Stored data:
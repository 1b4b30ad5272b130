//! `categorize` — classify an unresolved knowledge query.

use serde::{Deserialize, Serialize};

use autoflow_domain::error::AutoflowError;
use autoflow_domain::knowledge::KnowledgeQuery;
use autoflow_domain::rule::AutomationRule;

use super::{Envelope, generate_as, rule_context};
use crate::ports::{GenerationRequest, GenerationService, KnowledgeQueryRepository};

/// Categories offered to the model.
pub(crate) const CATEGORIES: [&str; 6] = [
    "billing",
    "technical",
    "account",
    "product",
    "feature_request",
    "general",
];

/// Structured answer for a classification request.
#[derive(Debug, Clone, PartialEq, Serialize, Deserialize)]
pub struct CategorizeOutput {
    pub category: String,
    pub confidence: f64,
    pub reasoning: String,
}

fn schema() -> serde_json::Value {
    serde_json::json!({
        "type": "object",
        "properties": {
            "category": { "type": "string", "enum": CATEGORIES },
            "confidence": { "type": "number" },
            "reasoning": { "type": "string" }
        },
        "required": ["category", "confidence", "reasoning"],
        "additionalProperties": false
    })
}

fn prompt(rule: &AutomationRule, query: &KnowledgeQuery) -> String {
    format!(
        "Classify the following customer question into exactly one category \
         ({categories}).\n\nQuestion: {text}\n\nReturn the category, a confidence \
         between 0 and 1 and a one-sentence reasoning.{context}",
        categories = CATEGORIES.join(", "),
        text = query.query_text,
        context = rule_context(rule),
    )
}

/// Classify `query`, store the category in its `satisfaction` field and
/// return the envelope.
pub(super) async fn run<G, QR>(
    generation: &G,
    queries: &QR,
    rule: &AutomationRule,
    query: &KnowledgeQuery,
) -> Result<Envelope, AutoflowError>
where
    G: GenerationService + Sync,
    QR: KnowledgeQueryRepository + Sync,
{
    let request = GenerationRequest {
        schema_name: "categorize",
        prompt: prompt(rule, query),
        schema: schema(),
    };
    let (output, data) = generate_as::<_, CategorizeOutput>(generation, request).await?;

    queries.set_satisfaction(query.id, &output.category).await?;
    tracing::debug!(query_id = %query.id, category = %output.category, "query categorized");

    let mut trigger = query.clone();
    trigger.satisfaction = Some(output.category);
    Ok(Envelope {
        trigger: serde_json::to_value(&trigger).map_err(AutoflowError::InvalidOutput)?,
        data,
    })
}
---
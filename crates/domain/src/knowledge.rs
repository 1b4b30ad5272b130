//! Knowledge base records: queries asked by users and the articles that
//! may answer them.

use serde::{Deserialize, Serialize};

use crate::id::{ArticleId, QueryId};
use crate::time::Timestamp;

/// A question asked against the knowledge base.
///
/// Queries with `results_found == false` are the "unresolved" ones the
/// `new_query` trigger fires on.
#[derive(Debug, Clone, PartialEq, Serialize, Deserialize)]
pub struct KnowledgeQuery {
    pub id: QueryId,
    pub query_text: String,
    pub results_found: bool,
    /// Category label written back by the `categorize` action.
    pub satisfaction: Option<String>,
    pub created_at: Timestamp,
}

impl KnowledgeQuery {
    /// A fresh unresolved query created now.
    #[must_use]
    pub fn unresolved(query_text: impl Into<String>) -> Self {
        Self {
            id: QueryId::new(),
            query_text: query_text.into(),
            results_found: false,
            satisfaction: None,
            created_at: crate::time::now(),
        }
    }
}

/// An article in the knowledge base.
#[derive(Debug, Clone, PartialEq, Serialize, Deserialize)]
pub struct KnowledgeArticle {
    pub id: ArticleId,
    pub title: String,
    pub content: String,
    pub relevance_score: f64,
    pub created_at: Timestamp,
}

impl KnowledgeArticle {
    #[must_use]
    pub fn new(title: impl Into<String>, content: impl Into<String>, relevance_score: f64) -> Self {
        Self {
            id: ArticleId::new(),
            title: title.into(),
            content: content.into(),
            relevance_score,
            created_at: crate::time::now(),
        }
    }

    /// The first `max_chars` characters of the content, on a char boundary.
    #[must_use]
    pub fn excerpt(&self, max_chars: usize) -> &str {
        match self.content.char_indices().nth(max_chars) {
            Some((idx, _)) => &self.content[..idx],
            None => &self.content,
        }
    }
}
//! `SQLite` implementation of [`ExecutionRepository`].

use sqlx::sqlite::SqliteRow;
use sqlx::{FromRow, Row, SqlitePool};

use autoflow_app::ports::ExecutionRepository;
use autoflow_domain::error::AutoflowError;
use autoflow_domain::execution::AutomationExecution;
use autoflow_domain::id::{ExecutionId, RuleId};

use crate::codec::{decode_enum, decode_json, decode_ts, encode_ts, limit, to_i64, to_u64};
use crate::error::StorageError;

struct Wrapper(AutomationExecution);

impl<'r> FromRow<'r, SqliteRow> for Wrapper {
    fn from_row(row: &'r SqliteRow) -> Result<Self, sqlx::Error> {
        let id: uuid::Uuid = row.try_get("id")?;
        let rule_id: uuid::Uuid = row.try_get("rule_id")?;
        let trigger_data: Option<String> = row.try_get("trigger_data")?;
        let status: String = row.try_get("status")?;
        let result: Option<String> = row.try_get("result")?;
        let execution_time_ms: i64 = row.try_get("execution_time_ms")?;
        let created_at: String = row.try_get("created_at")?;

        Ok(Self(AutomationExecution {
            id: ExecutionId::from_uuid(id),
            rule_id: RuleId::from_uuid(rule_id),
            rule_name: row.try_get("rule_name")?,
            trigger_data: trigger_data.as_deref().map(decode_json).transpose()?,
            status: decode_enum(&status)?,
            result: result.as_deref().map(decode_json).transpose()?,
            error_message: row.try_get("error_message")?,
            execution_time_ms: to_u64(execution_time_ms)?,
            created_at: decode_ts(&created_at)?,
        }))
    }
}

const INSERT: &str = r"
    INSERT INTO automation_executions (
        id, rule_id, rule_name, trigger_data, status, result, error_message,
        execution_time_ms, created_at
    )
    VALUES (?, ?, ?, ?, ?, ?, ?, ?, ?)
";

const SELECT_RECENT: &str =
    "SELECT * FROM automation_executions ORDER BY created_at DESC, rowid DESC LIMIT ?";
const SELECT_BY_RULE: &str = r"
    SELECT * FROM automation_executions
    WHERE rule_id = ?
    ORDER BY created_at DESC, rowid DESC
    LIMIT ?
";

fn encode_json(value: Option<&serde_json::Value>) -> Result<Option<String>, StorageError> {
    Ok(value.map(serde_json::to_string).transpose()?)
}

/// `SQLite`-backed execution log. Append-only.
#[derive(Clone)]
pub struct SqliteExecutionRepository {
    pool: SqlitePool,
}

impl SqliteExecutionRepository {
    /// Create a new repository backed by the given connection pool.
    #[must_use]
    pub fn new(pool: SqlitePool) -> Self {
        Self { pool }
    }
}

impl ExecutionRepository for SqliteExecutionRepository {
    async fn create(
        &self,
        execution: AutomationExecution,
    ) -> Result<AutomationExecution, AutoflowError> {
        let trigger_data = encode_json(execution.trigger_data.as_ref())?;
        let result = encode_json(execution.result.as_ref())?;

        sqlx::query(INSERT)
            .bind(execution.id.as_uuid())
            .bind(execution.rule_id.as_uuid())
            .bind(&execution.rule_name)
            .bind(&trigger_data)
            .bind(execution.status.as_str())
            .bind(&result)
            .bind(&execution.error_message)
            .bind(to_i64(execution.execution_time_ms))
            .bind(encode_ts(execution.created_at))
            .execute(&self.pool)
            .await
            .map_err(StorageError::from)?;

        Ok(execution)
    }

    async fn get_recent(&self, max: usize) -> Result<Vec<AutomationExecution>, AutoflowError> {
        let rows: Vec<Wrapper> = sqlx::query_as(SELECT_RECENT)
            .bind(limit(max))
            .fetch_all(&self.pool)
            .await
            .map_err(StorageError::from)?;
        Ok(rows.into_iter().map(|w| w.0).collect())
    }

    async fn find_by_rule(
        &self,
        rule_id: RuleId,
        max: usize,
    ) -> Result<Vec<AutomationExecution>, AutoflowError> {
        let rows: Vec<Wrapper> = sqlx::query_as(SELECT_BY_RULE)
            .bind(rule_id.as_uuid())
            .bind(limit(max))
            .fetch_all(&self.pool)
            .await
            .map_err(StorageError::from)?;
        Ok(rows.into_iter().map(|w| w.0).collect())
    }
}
...
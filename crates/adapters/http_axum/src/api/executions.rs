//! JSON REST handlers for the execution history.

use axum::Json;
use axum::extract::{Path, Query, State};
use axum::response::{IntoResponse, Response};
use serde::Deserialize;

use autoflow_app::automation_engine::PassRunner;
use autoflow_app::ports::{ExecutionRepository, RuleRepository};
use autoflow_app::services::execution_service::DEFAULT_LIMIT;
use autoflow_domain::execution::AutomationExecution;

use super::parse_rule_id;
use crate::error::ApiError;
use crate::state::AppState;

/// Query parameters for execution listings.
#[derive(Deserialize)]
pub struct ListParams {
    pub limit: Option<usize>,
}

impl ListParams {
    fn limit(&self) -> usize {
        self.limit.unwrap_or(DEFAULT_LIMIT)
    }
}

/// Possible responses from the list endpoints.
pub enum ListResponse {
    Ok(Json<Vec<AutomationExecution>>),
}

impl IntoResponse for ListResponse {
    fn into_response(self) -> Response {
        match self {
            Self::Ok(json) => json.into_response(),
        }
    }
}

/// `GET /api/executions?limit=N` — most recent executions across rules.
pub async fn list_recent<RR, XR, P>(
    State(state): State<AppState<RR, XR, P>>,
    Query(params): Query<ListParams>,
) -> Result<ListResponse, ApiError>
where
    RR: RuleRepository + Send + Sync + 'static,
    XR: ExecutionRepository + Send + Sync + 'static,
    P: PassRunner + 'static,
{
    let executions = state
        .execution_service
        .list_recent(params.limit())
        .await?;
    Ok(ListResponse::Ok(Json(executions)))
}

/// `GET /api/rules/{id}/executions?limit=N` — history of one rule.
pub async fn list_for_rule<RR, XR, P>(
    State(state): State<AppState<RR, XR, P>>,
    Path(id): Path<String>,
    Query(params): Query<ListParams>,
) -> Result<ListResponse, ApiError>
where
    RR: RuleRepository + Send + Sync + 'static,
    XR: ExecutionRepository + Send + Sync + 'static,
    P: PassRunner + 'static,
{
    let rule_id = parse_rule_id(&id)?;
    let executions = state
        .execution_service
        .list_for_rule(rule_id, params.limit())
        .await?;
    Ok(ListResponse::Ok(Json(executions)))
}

» **PROMPT**: Tally, in the data above, the lines where the word "const" occurs, and give the figure alone.

» **YOUR SOLUTION**: 4